DATASET.
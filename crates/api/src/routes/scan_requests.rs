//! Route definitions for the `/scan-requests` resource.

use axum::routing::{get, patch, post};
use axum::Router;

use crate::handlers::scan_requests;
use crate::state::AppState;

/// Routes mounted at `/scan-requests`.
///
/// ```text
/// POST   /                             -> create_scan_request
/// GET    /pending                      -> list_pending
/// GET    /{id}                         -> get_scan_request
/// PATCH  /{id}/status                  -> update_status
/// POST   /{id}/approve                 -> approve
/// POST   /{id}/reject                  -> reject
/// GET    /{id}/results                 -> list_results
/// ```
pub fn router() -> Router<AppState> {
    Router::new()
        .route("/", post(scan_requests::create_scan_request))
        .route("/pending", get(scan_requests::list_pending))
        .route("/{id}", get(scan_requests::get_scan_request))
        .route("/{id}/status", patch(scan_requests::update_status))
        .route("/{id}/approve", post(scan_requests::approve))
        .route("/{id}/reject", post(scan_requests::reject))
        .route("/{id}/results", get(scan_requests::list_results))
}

TASK PROMPT.
For every line of the records above that holds the word "pending", count one, and state the total only.

RESULT FOR THIS EXERCISE.
2